DIRECTIONS. Go over the data and copy out each line with "AsRef" in it.
____
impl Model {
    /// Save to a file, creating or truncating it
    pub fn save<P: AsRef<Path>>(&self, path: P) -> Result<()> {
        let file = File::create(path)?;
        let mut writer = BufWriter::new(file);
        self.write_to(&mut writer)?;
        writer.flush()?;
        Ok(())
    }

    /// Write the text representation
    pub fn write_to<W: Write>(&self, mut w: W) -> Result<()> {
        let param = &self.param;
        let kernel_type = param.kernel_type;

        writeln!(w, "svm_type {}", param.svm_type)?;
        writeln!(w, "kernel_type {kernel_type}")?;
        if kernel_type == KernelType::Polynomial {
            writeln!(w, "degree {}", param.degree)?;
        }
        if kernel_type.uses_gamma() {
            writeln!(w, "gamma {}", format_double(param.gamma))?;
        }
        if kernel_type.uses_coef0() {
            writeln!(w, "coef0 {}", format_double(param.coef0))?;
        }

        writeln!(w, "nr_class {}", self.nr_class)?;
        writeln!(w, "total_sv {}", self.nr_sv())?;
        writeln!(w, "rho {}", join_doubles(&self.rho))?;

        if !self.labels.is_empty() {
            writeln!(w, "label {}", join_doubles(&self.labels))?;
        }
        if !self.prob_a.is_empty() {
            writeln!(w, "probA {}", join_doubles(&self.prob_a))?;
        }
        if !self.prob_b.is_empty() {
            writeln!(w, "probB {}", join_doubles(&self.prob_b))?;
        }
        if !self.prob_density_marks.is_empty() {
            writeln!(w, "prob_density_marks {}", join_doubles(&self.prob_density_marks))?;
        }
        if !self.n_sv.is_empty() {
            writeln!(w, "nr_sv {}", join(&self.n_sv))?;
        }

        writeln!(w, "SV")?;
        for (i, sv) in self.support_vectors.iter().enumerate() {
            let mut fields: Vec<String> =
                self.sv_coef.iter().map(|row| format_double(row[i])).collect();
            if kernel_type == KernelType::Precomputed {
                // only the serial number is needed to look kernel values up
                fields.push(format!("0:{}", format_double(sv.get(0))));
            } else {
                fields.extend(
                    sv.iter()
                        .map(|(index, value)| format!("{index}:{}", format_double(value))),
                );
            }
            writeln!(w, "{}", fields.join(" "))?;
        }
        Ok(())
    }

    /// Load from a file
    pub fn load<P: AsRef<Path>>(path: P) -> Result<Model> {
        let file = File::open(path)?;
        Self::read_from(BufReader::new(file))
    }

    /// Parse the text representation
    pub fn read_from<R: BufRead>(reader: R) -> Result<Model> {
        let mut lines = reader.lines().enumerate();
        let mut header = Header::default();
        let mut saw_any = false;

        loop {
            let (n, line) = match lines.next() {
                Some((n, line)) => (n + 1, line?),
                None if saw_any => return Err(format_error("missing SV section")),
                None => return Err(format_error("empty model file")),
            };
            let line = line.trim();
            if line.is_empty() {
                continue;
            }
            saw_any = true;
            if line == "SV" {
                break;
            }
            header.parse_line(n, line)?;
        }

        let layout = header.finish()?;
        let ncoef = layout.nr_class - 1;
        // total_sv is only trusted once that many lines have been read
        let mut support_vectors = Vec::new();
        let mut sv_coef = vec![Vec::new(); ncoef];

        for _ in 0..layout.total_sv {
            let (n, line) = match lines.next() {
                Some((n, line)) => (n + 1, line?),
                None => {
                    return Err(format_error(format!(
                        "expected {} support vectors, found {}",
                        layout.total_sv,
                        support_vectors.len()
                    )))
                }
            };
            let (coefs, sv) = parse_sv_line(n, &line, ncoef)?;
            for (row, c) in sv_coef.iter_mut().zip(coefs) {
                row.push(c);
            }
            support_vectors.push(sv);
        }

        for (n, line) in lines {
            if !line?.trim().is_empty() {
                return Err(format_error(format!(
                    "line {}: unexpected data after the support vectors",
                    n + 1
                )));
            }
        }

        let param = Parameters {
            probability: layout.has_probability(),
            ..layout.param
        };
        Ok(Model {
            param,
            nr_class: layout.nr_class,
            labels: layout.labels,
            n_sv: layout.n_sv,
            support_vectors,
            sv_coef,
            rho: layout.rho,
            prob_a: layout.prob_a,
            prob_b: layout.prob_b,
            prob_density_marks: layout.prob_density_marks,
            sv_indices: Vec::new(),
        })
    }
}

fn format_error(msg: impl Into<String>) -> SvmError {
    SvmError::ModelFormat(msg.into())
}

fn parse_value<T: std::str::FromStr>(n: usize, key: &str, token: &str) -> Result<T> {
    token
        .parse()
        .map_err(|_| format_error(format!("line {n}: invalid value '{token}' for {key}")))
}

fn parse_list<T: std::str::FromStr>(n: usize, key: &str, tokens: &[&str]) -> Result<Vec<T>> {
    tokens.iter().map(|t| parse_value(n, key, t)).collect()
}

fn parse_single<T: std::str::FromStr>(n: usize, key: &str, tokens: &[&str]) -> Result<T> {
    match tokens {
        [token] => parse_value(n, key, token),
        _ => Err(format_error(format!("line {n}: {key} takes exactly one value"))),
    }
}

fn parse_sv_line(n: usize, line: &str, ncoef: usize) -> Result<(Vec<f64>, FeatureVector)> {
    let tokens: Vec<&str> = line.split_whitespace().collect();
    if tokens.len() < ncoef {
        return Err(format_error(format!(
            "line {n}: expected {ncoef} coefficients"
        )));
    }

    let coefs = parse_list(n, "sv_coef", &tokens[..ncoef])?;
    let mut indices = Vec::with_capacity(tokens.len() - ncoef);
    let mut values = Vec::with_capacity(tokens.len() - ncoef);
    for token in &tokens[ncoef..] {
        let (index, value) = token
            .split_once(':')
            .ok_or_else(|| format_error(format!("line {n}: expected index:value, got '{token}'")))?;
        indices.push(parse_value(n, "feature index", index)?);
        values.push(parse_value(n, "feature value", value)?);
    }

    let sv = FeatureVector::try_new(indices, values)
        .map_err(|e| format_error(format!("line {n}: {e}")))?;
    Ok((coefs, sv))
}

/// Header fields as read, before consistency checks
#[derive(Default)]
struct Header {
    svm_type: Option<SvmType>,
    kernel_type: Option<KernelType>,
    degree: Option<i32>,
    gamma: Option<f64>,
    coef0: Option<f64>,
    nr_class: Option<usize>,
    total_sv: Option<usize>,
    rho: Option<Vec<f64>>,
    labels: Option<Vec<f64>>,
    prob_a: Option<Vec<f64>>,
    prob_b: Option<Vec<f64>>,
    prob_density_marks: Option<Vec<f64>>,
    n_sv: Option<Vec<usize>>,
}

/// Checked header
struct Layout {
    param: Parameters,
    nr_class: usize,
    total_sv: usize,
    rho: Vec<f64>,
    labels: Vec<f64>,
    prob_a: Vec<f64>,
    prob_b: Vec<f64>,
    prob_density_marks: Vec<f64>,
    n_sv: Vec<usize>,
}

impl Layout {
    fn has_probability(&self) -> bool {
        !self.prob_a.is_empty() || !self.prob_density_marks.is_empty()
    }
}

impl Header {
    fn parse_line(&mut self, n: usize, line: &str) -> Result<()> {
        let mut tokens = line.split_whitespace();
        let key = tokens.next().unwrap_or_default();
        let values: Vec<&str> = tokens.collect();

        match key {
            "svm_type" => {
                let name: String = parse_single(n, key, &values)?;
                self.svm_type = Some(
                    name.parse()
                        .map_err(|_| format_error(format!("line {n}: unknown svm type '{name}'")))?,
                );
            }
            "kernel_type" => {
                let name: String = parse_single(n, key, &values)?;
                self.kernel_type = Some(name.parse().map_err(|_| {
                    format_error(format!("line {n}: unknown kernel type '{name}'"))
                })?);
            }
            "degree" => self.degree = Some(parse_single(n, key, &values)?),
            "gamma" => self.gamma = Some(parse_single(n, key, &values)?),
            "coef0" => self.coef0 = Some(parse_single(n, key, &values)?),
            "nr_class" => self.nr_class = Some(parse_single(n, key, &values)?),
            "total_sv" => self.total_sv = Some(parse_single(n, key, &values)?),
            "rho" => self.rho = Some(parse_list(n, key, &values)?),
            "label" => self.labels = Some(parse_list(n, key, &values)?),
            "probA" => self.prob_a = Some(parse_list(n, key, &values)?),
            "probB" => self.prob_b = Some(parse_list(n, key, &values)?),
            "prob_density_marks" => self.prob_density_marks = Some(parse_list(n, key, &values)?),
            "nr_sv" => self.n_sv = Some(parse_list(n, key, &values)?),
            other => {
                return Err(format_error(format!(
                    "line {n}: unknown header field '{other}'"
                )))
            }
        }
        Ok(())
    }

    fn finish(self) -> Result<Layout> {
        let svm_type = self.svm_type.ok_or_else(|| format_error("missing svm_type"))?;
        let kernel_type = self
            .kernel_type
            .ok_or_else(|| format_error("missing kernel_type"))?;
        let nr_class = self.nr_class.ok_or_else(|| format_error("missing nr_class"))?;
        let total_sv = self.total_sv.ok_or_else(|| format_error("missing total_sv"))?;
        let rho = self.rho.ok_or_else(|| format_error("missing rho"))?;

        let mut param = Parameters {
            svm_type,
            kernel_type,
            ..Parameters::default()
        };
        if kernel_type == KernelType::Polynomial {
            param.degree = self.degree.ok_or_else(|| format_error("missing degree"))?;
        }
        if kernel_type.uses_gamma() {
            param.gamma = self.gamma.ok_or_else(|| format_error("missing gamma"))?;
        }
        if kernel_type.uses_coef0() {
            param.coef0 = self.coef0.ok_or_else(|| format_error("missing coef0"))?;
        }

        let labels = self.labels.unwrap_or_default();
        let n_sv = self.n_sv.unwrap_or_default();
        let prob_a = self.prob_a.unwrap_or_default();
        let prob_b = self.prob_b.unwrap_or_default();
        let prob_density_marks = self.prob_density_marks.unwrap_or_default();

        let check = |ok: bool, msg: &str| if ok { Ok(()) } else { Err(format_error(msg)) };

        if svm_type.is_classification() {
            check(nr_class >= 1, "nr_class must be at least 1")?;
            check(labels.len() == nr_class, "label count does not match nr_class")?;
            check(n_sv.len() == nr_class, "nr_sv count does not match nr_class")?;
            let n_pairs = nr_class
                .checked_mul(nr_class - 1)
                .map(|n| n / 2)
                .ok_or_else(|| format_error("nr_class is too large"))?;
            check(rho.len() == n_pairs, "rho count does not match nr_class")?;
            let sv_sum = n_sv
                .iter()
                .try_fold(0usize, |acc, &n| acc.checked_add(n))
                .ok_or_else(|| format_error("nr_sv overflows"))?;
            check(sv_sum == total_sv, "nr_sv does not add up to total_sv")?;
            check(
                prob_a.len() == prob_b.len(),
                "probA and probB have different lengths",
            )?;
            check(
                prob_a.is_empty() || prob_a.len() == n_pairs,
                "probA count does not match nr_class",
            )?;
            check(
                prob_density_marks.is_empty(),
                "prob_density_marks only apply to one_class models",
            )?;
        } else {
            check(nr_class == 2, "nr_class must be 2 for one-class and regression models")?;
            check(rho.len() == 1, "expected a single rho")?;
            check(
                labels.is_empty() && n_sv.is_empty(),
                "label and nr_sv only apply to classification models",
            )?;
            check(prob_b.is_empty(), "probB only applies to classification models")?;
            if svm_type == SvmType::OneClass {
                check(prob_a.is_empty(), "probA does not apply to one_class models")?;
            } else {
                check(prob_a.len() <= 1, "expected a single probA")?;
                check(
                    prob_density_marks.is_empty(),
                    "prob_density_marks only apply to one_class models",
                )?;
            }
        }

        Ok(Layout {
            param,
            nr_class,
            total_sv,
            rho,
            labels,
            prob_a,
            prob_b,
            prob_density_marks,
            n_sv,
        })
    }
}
____
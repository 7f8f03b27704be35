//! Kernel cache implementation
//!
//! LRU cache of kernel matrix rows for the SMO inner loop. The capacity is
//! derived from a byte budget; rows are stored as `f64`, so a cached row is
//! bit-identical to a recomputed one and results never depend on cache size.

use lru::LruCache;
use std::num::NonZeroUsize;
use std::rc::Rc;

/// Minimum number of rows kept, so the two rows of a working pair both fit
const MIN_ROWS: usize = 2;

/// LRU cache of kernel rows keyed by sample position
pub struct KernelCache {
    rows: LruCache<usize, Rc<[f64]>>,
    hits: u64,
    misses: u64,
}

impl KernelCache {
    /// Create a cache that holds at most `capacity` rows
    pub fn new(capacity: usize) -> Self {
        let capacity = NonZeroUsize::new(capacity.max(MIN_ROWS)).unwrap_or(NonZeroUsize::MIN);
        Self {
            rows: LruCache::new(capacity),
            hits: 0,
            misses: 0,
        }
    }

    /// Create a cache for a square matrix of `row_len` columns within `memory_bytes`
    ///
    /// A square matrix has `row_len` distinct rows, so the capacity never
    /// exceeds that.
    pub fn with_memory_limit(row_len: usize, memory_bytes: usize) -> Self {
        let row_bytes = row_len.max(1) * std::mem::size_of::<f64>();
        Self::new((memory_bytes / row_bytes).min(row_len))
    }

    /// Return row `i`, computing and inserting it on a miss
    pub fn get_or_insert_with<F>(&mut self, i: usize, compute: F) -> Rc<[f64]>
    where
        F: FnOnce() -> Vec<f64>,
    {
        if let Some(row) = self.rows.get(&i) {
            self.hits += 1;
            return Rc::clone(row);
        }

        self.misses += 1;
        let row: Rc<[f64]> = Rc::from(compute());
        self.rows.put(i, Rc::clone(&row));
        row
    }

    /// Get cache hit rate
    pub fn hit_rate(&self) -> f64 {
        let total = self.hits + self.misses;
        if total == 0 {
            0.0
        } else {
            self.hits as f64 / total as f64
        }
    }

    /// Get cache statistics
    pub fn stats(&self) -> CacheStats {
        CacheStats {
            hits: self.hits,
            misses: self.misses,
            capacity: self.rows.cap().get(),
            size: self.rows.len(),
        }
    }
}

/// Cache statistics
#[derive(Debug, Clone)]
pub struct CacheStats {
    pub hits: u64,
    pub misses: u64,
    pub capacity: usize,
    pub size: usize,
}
____
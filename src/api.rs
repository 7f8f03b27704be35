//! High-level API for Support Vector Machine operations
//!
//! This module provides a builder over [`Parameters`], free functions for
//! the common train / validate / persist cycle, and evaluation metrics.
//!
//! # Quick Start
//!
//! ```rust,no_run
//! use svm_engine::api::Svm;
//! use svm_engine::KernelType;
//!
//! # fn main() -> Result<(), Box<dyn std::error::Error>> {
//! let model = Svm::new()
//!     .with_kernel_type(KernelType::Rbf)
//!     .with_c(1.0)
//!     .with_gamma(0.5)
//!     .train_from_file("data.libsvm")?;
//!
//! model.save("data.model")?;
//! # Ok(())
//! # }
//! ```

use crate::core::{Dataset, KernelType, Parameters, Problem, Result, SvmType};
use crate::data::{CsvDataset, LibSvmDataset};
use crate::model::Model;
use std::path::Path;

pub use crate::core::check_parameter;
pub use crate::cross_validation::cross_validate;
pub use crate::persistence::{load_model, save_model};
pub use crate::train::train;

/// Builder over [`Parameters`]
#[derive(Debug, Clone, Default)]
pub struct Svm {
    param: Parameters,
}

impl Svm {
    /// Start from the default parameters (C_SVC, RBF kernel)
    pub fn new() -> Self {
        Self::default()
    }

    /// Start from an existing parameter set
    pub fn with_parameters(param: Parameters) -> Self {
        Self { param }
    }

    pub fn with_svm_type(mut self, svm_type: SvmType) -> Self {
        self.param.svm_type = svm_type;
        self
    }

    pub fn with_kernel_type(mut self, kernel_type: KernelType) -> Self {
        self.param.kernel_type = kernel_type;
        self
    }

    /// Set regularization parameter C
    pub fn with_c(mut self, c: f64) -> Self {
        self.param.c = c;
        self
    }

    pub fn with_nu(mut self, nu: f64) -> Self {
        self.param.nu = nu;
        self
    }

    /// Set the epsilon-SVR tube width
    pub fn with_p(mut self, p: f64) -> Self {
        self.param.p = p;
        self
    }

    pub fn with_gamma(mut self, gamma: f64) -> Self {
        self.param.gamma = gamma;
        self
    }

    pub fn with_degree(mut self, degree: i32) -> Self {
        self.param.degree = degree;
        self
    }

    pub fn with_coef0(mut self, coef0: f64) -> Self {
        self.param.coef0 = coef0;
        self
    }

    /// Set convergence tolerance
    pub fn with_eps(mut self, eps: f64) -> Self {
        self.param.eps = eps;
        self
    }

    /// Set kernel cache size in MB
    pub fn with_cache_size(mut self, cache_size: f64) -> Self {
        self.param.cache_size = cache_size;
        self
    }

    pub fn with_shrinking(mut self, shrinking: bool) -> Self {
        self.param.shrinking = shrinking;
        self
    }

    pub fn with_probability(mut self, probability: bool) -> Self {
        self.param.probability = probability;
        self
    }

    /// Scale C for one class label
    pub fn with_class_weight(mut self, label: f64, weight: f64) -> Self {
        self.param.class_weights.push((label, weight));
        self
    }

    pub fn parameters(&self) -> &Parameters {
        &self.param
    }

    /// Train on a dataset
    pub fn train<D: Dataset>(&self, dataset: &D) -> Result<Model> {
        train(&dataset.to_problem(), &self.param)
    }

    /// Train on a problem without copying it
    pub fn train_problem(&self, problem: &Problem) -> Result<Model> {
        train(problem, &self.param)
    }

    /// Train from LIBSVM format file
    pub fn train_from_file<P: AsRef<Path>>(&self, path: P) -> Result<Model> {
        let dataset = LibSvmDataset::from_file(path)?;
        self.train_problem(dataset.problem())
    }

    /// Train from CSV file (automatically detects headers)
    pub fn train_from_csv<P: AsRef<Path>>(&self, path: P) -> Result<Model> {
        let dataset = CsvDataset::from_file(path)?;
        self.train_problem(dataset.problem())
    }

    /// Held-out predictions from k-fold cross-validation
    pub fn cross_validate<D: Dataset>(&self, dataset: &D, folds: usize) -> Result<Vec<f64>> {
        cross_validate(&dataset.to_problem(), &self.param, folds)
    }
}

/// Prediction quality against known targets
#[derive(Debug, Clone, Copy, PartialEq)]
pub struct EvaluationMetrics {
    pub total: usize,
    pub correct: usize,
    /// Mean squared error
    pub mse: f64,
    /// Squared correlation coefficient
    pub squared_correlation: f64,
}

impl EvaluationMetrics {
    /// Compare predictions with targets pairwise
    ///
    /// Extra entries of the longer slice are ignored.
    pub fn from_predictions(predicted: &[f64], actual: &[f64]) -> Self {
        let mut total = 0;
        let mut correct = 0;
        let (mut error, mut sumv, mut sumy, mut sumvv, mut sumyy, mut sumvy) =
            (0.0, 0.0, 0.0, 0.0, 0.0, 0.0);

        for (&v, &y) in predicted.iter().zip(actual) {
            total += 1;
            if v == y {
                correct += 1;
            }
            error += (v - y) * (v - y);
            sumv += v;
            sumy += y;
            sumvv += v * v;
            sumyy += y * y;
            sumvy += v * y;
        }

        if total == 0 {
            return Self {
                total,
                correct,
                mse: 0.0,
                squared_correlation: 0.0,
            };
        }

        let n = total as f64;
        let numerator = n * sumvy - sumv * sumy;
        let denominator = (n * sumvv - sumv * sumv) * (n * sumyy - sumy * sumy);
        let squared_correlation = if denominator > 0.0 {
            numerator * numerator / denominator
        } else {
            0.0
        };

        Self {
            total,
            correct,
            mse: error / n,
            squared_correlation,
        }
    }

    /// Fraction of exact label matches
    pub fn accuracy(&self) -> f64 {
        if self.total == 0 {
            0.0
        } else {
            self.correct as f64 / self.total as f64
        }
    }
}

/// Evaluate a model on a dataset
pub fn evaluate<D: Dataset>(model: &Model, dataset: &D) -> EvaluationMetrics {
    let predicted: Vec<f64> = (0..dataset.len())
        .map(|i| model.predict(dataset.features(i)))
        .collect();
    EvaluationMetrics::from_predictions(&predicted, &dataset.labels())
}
____
RESPONSE AREA.
    pub fn save<P: AsRef<Path>>(&self, path: P) -> Result<()> {
    pub fn load<P: AsRef<Path>>(path: P) -> Result<Model> {
    pub fn train_from_file<P: AsRef<Path>>(&self, path: P) -> Result<Model> {
    pub fn train_from_csv<P: AsRef<Path>>(&self, path: P) -> Result<Model> {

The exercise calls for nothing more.